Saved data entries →
○ ○ ○
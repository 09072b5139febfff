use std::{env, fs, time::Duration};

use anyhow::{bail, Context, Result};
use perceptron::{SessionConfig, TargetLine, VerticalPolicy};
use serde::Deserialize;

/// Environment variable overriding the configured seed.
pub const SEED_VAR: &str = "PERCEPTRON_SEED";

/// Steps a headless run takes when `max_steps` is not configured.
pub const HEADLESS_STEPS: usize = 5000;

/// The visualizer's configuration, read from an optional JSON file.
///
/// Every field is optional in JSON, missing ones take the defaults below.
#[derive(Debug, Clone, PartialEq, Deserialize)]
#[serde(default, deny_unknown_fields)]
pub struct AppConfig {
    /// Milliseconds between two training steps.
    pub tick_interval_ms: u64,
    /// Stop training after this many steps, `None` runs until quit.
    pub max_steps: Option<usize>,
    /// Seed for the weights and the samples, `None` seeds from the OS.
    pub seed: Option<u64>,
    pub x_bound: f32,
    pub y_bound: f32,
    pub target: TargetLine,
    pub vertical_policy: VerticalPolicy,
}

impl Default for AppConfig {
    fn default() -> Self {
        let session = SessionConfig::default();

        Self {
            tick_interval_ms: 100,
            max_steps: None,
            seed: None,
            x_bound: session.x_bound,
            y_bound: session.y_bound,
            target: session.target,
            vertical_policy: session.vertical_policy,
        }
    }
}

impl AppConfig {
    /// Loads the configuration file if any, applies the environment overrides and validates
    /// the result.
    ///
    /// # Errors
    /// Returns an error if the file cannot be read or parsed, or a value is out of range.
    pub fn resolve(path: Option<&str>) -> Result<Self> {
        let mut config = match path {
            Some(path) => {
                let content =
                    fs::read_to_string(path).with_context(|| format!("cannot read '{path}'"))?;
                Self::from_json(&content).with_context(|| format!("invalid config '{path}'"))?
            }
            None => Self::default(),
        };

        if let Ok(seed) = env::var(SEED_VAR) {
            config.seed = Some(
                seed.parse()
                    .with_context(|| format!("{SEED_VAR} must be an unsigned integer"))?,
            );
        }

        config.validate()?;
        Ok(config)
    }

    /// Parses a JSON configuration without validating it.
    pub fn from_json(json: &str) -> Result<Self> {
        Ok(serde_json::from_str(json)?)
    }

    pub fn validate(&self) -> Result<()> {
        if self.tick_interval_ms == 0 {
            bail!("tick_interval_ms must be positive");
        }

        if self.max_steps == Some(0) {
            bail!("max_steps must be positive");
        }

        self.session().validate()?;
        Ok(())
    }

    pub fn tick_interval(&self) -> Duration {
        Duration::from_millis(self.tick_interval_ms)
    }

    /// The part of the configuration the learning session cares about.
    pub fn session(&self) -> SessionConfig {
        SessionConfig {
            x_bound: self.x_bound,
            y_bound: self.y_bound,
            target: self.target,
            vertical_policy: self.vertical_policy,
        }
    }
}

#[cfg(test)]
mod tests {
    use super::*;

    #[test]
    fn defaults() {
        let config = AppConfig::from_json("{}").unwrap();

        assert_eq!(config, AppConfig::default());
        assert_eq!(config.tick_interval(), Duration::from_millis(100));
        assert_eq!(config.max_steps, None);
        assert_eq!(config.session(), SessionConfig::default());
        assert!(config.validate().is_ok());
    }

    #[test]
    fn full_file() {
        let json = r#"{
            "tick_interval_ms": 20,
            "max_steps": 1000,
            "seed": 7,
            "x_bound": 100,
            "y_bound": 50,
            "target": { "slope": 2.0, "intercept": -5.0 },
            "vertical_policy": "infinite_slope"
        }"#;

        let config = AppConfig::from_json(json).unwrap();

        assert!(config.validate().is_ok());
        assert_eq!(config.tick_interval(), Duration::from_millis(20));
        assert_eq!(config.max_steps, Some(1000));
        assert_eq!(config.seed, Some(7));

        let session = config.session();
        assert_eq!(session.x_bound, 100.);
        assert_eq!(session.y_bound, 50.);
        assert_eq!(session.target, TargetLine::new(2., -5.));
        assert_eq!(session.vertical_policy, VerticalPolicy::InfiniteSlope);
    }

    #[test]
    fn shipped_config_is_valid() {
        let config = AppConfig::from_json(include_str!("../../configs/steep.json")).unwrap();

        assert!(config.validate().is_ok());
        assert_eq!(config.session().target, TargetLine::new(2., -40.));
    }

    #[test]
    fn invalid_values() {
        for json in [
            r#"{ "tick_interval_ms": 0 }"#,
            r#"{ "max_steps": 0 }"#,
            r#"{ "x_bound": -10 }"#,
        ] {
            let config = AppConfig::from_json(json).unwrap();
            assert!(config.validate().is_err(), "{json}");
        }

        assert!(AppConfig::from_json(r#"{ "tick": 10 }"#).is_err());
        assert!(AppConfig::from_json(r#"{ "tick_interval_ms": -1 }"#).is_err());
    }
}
○ ○ ○
Exercise details → Collect the lines of the data that carry the word "const".

Answer section →
pub const SEED_VAR: &str = "PERCEPTRON_SEED";
pub const HEADLESS_STEPS: usize = 5000;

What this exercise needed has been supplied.